— WHAT IS BEING ASKED —
Please give the count of lines below that include "between" and leave out everything else.

— DATA FOR ANALYSIS —
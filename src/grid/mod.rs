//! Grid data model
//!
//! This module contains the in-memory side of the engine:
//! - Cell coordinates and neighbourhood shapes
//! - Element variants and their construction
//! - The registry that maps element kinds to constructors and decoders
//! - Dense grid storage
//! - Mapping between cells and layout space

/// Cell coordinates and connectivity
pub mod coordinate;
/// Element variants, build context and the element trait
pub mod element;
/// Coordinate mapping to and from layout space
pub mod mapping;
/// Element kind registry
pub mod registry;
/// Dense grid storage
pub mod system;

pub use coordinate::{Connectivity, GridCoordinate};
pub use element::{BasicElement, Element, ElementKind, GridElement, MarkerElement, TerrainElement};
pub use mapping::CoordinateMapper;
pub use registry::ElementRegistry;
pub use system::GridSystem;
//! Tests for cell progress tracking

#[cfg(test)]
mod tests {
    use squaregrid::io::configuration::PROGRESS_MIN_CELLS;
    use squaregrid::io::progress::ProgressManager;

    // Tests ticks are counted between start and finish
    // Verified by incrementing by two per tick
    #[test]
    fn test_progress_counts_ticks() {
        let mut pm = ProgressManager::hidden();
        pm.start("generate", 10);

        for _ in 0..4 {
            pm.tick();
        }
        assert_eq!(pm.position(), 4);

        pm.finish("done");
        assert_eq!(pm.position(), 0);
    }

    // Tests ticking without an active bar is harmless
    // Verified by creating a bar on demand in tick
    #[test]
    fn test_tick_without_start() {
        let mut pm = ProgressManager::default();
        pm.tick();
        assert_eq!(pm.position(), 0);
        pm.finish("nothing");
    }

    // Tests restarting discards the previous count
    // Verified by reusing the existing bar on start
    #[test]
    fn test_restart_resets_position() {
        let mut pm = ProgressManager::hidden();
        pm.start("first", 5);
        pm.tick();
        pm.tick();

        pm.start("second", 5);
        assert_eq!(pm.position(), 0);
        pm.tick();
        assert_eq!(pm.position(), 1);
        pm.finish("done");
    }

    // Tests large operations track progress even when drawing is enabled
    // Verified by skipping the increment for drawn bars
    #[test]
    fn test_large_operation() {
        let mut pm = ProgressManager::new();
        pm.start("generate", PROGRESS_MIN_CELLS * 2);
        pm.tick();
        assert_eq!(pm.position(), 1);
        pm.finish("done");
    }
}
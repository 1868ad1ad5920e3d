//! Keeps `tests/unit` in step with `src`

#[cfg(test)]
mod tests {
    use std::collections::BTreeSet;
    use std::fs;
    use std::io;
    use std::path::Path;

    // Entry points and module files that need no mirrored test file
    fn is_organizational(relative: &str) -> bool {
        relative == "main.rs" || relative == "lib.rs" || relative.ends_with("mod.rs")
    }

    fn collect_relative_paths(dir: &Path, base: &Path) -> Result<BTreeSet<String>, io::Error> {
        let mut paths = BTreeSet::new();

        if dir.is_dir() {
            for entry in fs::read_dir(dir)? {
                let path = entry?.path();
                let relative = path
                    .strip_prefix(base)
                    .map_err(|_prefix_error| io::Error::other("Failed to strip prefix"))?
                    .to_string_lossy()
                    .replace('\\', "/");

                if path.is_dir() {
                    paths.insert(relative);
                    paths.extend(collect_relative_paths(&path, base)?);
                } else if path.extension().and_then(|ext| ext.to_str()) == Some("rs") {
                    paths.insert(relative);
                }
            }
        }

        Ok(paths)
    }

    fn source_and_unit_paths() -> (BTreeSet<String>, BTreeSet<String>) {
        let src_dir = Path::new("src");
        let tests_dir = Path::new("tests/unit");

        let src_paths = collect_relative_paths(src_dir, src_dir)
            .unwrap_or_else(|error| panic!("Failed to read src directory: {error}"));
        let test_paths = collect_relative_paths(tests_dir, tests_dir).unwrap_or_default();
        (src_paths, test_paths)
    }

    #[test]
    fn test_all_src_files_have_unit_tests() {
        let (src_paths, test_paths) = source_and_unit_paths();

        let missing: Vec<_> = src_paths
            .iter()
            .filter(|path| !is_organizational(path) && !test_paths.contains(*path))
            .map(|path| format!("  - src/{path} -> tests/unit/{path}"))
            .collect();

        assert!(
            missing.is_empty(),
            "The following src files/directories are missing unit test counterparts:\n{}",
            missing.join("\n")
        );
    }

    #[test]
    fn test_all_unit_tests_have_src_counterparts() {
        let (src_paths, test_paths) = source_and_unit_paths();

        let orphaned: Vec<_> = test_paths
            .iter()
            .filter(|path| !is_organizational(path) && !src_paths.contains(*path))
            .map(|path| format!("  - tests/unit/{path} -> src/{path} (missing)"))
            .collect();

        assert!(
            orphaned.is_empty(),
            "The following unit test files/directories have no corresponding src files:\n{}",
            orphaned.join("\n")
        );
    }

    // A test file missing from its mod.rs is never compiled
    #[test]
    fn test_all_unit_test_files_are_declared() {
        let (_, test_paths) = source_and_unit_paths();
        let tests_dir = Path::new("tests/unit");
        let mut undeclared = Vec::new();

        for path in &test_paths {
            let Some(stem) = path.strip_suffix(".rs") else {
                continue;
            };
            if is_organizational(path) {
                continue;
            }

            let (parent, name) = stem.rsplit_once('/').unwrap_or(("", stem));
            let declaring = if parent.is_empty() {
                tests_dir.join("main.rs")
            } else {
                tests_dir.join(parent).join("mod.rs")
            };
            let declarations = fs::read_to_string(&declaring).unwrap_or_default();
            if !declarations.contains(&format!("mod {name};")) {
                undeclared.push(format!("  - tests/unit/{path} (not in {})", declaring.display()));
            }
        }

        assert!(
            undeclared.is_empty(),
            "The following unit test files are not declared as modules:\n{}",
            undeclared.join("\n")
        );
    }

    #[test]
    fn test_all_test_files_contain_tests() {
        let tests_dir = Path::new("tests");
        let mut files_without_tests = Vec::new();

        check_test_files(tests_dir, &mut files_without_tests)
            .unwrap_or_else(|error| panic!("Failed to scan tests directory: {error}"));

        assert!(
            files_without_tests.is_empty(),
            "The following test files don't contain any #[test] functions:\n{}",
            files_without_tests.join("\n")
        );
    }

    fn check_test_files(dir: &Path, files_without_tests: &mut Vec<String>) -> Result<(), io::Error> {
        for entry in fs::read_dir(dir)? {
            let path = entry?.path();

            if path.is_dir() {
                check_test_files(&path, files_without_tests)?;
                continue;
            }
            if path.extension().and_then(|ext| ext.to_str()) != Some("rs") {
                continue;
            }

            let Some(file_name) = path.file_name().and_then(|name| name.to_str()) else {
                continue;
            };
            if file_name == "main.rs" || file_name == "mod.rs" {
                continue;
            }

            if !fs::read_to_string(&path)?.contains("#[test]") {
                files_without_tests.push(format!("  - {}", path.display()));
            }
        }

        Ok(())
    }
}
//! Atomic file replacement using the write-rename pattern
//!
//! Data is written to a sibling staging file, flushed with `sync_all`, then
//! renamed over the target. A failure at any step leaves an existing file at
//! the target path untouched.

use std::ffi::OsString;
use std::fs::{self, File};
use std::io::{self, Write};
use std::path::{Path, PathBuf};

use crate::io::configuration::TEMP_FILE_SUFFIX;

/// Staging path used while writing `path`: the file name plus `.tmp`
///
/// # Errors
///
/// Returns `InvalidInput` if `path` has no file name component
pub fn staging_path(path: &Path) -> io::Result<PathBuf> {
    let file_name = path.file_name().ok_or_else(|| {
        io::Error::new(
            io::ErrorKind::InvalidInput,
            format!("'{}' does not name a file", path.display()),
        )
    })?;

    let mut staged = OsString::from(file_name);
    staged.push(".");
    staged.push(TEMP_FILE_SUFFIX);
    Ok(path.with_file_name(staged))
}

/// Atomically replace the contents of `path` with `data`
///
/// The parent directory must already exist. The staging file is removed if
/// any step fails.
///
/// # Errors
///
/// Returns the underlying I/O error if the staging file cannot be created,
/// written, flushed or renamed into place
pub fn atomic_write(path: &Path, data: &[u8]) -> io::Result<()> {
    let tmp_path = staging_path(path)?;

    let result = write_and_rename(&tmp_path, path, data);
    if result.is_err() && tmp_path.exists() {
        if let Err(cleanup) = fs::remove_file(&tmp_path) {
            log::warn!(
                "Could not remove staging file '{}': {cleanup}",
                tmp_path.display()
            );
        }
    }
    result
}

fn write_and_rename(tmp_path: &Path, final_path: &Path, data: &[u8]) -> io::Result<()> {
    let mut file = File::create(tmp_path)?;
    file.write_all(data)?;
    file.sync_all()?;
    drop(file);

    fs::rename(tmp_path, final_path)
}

— COMPLETED TASK —
2